Bewertung:

Das Buch bietet eine wunderschön geschriebene und bewegende Erkundung der Erziehung der Autorin in einer streng muslimischen Familie im Birmingham der 1980er Jahre. Durch die fesselnde Erzählweise bietet es tiefe Einblicke in Identität, Kultur und Gemeinschaftsdynamik, während es gleichzeitig den humorvollen und widerstandsfähigen Geist der Autorin hervorhebt. Viele Leser fanden das Buch aufschlussreich und konnten Parallelen zu ihren eigenen Erfahrungen ziehen.
Vorteile:Faszinierende Erzählung, schön geschrieben, aufschlussreich in Bezug auf den kulturellen und historischen Kontext, fesselnde Geschichte, nachvollziehbare Erfahrungen der Charaktere, humorvolle und ergreifende Momente, fördert das Verständnis für multikulturelle Realitäten und regt zum Nachdenken über Identität und Gemeinschaft an.
Nachteile:Einige Leserinnen und Leser fanden es nicht so fesselnd wie erwartet, und es mag diejenigen nicht ansprechen, die ein eher traditionelles literarisches Werk suchen.
(basierend auf 15 Leserbewertungen)
The Go-Between: A Portrait of Growing Up Between Different Worlds
The Go-Between ist eine Coming-of-Age-Geschichte, die im Birmingham der 1980er und 1990er Jahre spielt und ein Fenster in eine geschlossene Migrantengemeinschaft öffnet, die in einem Rotlichtviertel auf der falschen Seite der Gleise lebt.
Die Welt der Erwachsenen wird durch Osmans Kinderaugen gesehen: seine eigene gläubige, patriarchalische paschtunische Gemeinschaft mit ihrer Kluft zwischen der Welt der Männer und der der Frauen, die Seite an Seite mit parallelen Migrantengemeinschaften lebt. Die Rechtgläubigen besuchen eine Moschee in der Nähe der Prostituierten und Zuhälter. Kinder balancieren westliche Schullehren mit kulturellen Traditionen aus.
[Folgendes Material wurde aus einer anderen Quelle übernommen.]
// Strata Engine Constants - SINGLE SOURCE OF TRUTH
//
// This file contains ALL tunable numbers used throughout the engine.
// Every module pulls from here so the on-disk format, the converter and
// the prefetch layer can never disagree about geometry.

/// Region and chunk geometry
pub mod geometry {
    /// Chunks per region edge. One region file covers a 32x32 chunk square.
    pub const REGION_SIZE: i32 = 32;

    /// Total chunk slots per region file.
    pub const CHUNKS_PER_REGION: usize = (REGION_SIZE * REGION_SIZE) as usize;

    /// World units per chunk edge. Movement samples arrive in world units;
    /// predictions are emitted in chunk coordinates.
    pub const CHUNK_EDGE: i32 = 16;
}

/// Current ("strata") region file format
pub mod strata_format {
    /// Magic bytes at offset 0 of every region file.
    pub const REGION_MAGIC: [u8; 4] = *b"SRG1";

    /// Format version byte following the magic.
    pub const REGION_VERSION: u8 = 1;

    /// Header length: magic (4) + version (1) + reserved (3).
    pub const HEADER_LEN: usize = 8;

    /// One slot descriptor: offset u32 + length u32 + compression u8 + checksum u32.
    pub const SLOT_LEN: usize = 13;

    /// Payload record prelude: uncompressed_len u32 + timestamp_secs u64.
    pub const RECORD_PRELUDE_LEN: usize = 12;

    /// Upper bound on a single chunk's uncompressed payload. A prelude that
    /// claims more than this is treated as corrupt instead of allocated.
    pub const MAX_UNCOMPRESSED_LEN: usize = 64 * 1024 * 1024;

    /// File extension for current-format region files.
    pub const FILE_EXT: &str = "srg";
}

/// Legacy ("sector") region file format, read-only
pub mod legacy_format {
    /// Sector granularity of the legacy layout.
    pub const SECTOR_LEN: usize = 4096;

    /// Legacy header: 1024 big-endian locations + 1024 big-endian timestamps.
    pub const HEADER_LEN: usize = SECTOR_LEN * 2;

    /// Legacy per-record compression scheme bytes.
    pub const SCHEME_GZIP: u8 = 1;
    pub const SCHEME_ZLIB: u8 = 2;
    pub const SCHEME_NONE: u8 = 3;

    /// Upper bound on a decompressed legacy chunk. The legacy record does not
    /// store the uncompressed size, so inflation is capped instead.
    pub const MAX_UNCOMPRESSED_LEN: usize = 64 * 1024 * 1024;

    /// File extension for legacy region files.
    pub const FILE_EXT: &str = "rgn";
}

/// Autopilot radius policy
pub mod radius {
    /// Per-grade look-ahead/view ceilings, in chunks.
    pub const LOW_END_MAX: u32 = 16;
    pub const GAMING_MAX: u32 = 48;
    pub const HIGH_PERFORMANCE_MAX: u32 = 96;

    /// Floor applied while the host is struggling.
    pub const HARD_FLOOR: u32 = 16;

    /// Fixed radius while the host is critical, independent of any request.
    pub const CRITICAL_RADIUS: u32 = 8;
}

/// Default health thresholds (milliseconds per tick / ticks per second)
pub mod health {
    pub const STRUGGLING_MSPT: f64 = 50.0;
    pub const STRUGGLING_TPS: f64 = 18.0;
    pub const CRITICAL_MSPT: f64 = 100.0;
    pub const CRITICAL_TPS: f64 = 10.0;

    /// Snapshots older than this are ignored and the host is assumed healthy.
    pub const STALE_AFTER_SECS: u64 = 5;
}

/// World manifest sidecar
pub mod manifest {
    /// File name of the manifest at the world root.
    pub const FILE_NAME: &str = "strata.manifest";

    /// Current manifest major version; a mismatch refuses to open the world.
    pub const VERSION_MAJOR: u16 = 1;
    pub const VERSION_MINOR: u16 = 0;
}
Alternative Männlichkeitsvorstellungen konkurrieren mit strengen Geschlechterrollen, und die Auslöschung von Frauen und auf Ehre basierende Gewalt werden begangen, auch wenn ermächtigende Frauenfreundschaften vorherrschen. Die Geschichten, die Osman erzählt, einige fantastisch und humorvoll, andere melancholisch und sogar erschütternd, führen uns vom Birmingham seiner Kindheit zu den Ufern des Flusses Kabul und des Indus und schließlich in das London seiner Teenagerjahre.
Osman wechselt zwischen diesen Welten hin und her und kämpft mit der Doppelbelastung von Rassismus und den Erwartungen der Gemeinschaft, während er erkennen muss, dass es nicht mehr möglich ist, in den Zwischenräumen zu existieren.